13 June 2013

TREES AND OUR HEALTH

"I think that I shall never see
a poem as lovely as a tree."
Trees, by Joyce Kilmer

It's no secret that most humans derive pleasure from seeing or being among trees.  They appeal to our aesthetics, our spirituality, our peace of mind.  Not to mention supplying us with oxygen as they respire.

New studies have shown that not only are more trees good for our health, fewer trees degrade our health.  With more trees, "people recover faster from surgery, and take fewer drugs if their hospital room has a view of trees .... [and] mothers with more trees around their homes are less likely to have underweight babies.  It's been shown that if you put people in a natural environment, it can reduce their blood pressure, heart rate, and other measures of stress.  Obviously we also know that trees can improve air quality."
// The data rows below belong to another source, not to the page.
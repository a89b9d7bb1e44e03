use crate::models::{PostInput, PostSummary, User};
use crate::services::{auth, posts};
use crate::web::error::{AppError, AppResult};
use crate::web::extractors::{HxRequest, PostEditor};
use crate::web::handlers::htmx::SeoPanel;
use crate::web::handlers::{page_count, paginate, PaginationParams};
use crate::web::state::AppState;
use crate::Database;
use axum::extract::{Path, Query, State};
use axum::http::{header, StatusCode};
use axum::response::{Html, IntoResponse, Redirect, Response};
use axum::Form;
use serde::Serialize;
use std::sync::Arc;
use tera::Context;

fn make_admin_context(state: &AppState, user: &User) -> Context {
    let mut ctx = Context::new();
    ctx.insert("site", &state.config.site);
    ctx.insert("user", user);
    ctx.insert("is_admin", &auth::is_admin(user, &state.config.auth));
    ctx.insert("version", env!("CARGO_PKG_VERSION"));
    ctx
}

fn category_choices(state: &AppState) -> anyhow::Result<Vec<String>> {
    if state.config.content.categories.is_empty() {
        posts::used_categories(&state.db)
    } else {
        Ok(state.config.content.categories.clone())
    }
}

struct PostFormView<'a> {
    post_id: Option<i64>,
    input: &'a PostInput,
    error: Option<String>,
}

fn render_post_form(
    state: &AppState,
    user: &User,
    view: PostFormView<'_>,
    status: StatusCode,
) -> AppResult<Response> {
    let mut ctx = make_admin_context(state, user);
    ctx.insert("post", view.input);
    ctx.insert("post_id", &view.post_id);
    ctx.insert("is_new", &view.post_id.is_none());
    ctx.insert("categories", &category_choices(state)?);
    ctx.insert("seo", &SeoPanel::for_input(view.input));
    ctx.insert("error", &view.error);

    let html = state.templates.render("admin/posts/form.html", &ctx)?;
    Ok((status, Html(html)).into_response())
}

/// Client-side mistakes go back to the editor with the submitted values.
fn form_error_or_fail(
    state: &AppState,
    user: &User,
    post_id: Option<i64>,
    input: &PostInput,
    err: anyhow::Error,
) -> AppResult<Response> {
    let err = AppError::from(err);
    match err.client_status() {
        Some(status) => render_post_form(
            state,
            user,
            PostFormView {
                post_id,
                input,
                error: Some(err.message()),
            },
            status,
        ),
        None => Err(err),
    }
}

const ADMIN_PAGE_SIZE: usize = 25;
const ADMIN_MAX_PAGE_SIZE: usize = 100;

/// One page of the admin post list with its navigation links.
#[derive(Debug, Serialize)]
struct PostPage {
    posts: Vec<PostSummary>,
    total: i64,
    page: usize,
    per_page: usize,
    total_pages: usize,
    prev_page: Option<usize>,
    next_page: Option<usize>,
}

fn load_post_page(db: &Database, params: &PaginationParams) -> anyhow::Result<PostPage> {
    let (page, per_page, offset) =
        paginate(params.page, params.per_page, ADMIN_PAGE_SIZE, ADMIN_MAX_PAGE_SIZE);
    let total = posts::count_posts(db)?;
    let listed = posts::list_posts(db, per_page, offset)?;
    let total_pages = page_count(total, per_page);

    Ok(PostPage {
        posts: listed.iter().map(PostSummary::from).collect(),
        total,
        page,
        per_page,
        total_pages,
        prev_page: (page > 1).then(|| (page - 1).min(total_pages)),
        next_page: (page < total_pages).then_some(page + 1),
    })
}

pub async fn posts(
    State(state): State<Arc<AppState>>,
    PostEditor(user): PostEditor,
    Query(params): Query<PaginationParams>,
) -> AppResult<Html<String>> {
    let listing = load_post_page(&state.db, &params)?;

    let mut ctx = make_admin_context(&state, &user);
    ctx.insert("listing", &listing);

    let html = state.templates.render("admin/posts/index.html", &ctx)?;
    Ok(Html(html))
}

pub async fn new_post(
    State(state): State<Arc<AppState>>,
    PostEditor(user): PostEditor,
) -> AppResult<Response> {
    let input = PostInput::default();
    render_post_form(
        &state,
        &user,
        PostFormView {
            post_id: None,
            input: &input,
            error: None,
        },
        StatusCode::OK,
    )
}

pub async fn create_post(
    State(state): State<Arc<AppState>>,
    PostEditor(user): PostEditor,
    Form(input): Form<PostInput>,
) -> AppResult<Response> {
    match posts::create_post(&state.db, input.clone(), &state.config.content) {
        Ok(id) => {
            tracing::info!("'{}' created post {}", user.username, id);
            Ok(Redirect::to("/admin").into_response())
        }
        Err(e) => form_error_or_fail(&state, &user, None, &input, e),
    }
}

pub async fn edit_post(
    State(state): State<Arc<AppState>>,
    PostEditor(user): PostEditor,
    Path(id): Path<i64>,
) -> AppResult<Response> {
    let post = match posts::get_post(&state.db, id)? {
        Some(p) => p,
        None => return Ok((StatusCode::NOT_FOUND, "Post not found").into_response()),
    };

    let input = PostInput::from(&post);
    render_post_form(
        &state,
        &user,
        PostFormView {
            post_id: Some(id),
            input: &input,
            error: None,
        },
        StatusCode::OK,
    )
}

pub async fn update_post(
    State(state): State<Arc<AppState>>,
    PostEditor(user): PostEditor,
    Path(id): Path<i64>,
    Form(input): Form<PostInput>,
) -> AppResult<Response> {
    match posts::update_post(&state.db, id, input.clone(), &state.config.content) {
        Ok(()) => {
            tracing::info!("'{}' updated post {}", user.username, id);
            Ok(Redirect::to("/admin").into_response())
        }
        Err(e) => form_error_or_fail(&state, &user, Some(id), &input, e),
    }
}

pub async fn delete_post(
    State(state): State<Arc<AppState>>,
    PostEditor(user): PostEditor,
    HxRequest(is_htmx): HxRequest,
    Path(id): Path<i64>,
) -> AppResult<Response> {
    posts::delete_post(&state.db, id)?;
    tracing::info!("'{}' deleted post {}", user.username, id);

    if is_htmx {
        Ok((
            [(
                header::HeaderName::from_static("hx-redirect"),
                "/admin".to_string(),
            )],
            "",
        )
            .into_response())
    } else {
        Ok(Redirect::to("/admin").into_response())
    }
}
A recent infestation of a beetle called the emerald ash borer in the northeastern U.S., and the resulting deaths of one hundred million trees, provided the evidence that with fewer trees, there are "increased rates of [human] death from cardiovascular and respiratory mortality in the counties with emerald ash borer .... the effect got bigger the longer you had the infestation .... [the effect] was repeated over and over again in places with very different demographic make-ups .... places with high education, with low education, with great income, with low income, with different racial makeups."
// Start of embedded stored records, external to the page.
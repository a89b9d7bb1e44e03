use crate::services::posts::PostError;
use axum::http::StatusCode;
use axum::response::{IntoResponse, Response};

pub struct AppError(anyhow::Error);

impl AppError {
    /// Status for errors the client can act on; `None` means a server fault.
    pub fn client_status(&self) -> Option<StatusCode> {
        match self.0.downcast_ref::<PostError>()? {
            PostError::Validation(_) => Some(StatusCode::BAD_REQUEST),
            PostError::DuplicateSlug(_) => Some(StatusCode::CONFLICT),
            PostError::NotFound => Some(StatusCode::NOT_FOUND),
        }
    }

    pub fn message(&self) -> String {
        self.0.to_string()
    }
}

impl IntoResponse for AppError {
    fn into_response(self) -> Response {
        if let Some(status) = self.client_status() {
            return (status, self.message()).into_response();
        }
        tracing::error!("Application error: {:?}", self.0);
        (StatusCode::INTERNAL_SERVER_ERROR, "Internal server error").into_response()
    }
}

impl<E> From<E> for AppError
where
    E: Into<anyhow::Error>,
{
    fn from(err: E) -> Self {
        Self(err.into())
    }
}

pub type AppResult<T> = Result<T, AppError>;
So what is the take-home message?  "Maybe we want to start thinking of trees as part of our public health infrastructure.  Not only do they do the things we would expect like shade our houses and make our neighborhoods more beautiful, but maybe they do something more fundamental.  Maybe trees are not only essential for the natural environment but just as essential for our well-being.  That's the message for public health officials.

"For ordinary people ~ get involved in planting trees.  In most cities, either the city itself or nonprofits will help with tree planting efforts.  Also spend time in the natural environment.  I think people intuitively know that.  There's a reason that we like to go walk in the woods or that we like to spend time in the park."
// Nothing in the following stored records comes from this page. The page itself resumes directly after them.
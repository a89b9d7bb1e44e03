use blogdesk::cli::seo::SeoArgs;
use blogdesk::cli::{Cli, Commands};
use clap::Parser;
use tracing_subscriber::{layer::SubscriberExt, util::SubscriberInitExt};

#[tokio::main]
async fn main() -> anyhow::Result<()> {
    tracing_subscriber::registry()
        .with(
            tracing_subscriber::EnvFilter::try_from_default_env()
                .unwrap_or_else(|_| "blogdesk=info,tower_http=debug".into()),
        )
        .with(tracing_subscriber::fmt::layer())
        .init();

    let cli = Cli::parse();

    match cli.command {
        Some(Commands::Init { path, name }) => {
            blogdesk::cli::init::run(path, name).await?;
        }
        Some(Commands::Serve { host, port }) => {
            blogdesk::cli::serve::run(&cli.config, host, port).await?;
        }
        Some(Commands::Migrate { command }) => {
            blogdesk::cli::migrate::run(&cli.config, command).await?;
        }
        Some(Commands::User { command }) => {
            blogdesk::cli::user::run(&cli.config, command).await?;
        }
        Some(Commands::Slug { title }) => {
            blogdesk::cli::seo::slug(&title)?;
        }
        Some(Commands::Seo {
            title,
            description,
            keywords,
            content_file,
            json,
        }) => {
            blogdesk::cli::seo::score(SeoArgs {
                title,
                description,
                keywords,
                content_file,
                json,
            })?;
        }
        None => {
            use clap::CommandFactory;
            Cli::command().print_help()?;
        }
    }

    Ok(())
}
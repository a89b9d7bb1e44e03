mod error;
mod extractors;
mod handlers;
mod routes;
pub mod security;
mod state;

pub use state::AppState;

use crate::services::auth;
use crate::{Config, Database};
use anyhow::Result;
use axum::middleware;
use axum::Router;
use std::net::SocketAddr;
use std::sync::Arc;
use std::time::Duration;
use tokio::net::TcpListener;
use tower_http::compression::CompressionLayer;
use tower_http::trace::TraceLayer;

const CLEANUP_INTERVAL: Duration = Duration::from_secs(60 * 60);

pub fn router(state: Arc<AppState>) -> Router {
    Router::new()
        .merge(routes::public_routes())
        .merge(routes::admin_routes())
        .merge(routes::htmx_routes())
        .layer(middleware::from_fn(security::apply_security_headers))
        .layer(CompressionLayer::new())
        .layer(TraceLayer::new_for_http())
        .with_state(state)
}

/// Drops expired sessions and stale login-attempt records once an hour.
async fn run_cleanup_job(state: Arc<AppState>) {
    let mut interval = tokio::time::interval(CLEANUP_INTERVAL);
    loop {
        interval.tick().await;
        match auth::cleanup_expired_sessions(&state.db) {
            Ok(0) => {}
            Ok(removed) => tracing::info!("Removed {} expired sessions", removed),
            Err(e) => tracing::error!("Session cleanup failed: {}", e),
        }
        state.rate_limiter.cleanup();
    }
}

pub async fn serve(config: Config, db: Database, addr: &str) -> Result<()> {
    let state = Arc::new(AppState::new(config, db)?);

    tokio::spawn(run_cleanup_job(state.clone()));

    let app = router(state);

    let listener = TcpListener::bind(addr).await?;
    tracing::info!("Listening on http://{}", addr);
    let app = app.into_make_service_with_connect_info::<SocketAddr>();
    axum::serve(listener, app).await?;

    Ok(())
}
I've long been intimately familiar with the feeling of well-being that comes with walking among trees.  My home town on the northern Montana plains was an arboreal oasis surrounded by treeless prairie and farmland.  Thankfully my family liked to spend time in nearby Glacier National Park, and my boy scout troop similarly enjoyed numerous campouts in various parts of the Rocky Mountains.  Of all the places I've lived or visited the ones which set me most at ease were forested ~ higher elevations in the desert Southwest, the coastal plain of the Southeast, the deciduous canopy in the Northeast, and the temperate rain forest of the Pacific Northwest.

We know that trees provide much more than beauty and shade.  They are essential to our physical and emotional health.  More trees means better health for the environment and for all its residents ~ animals, birds, reptiles, insect, and humans.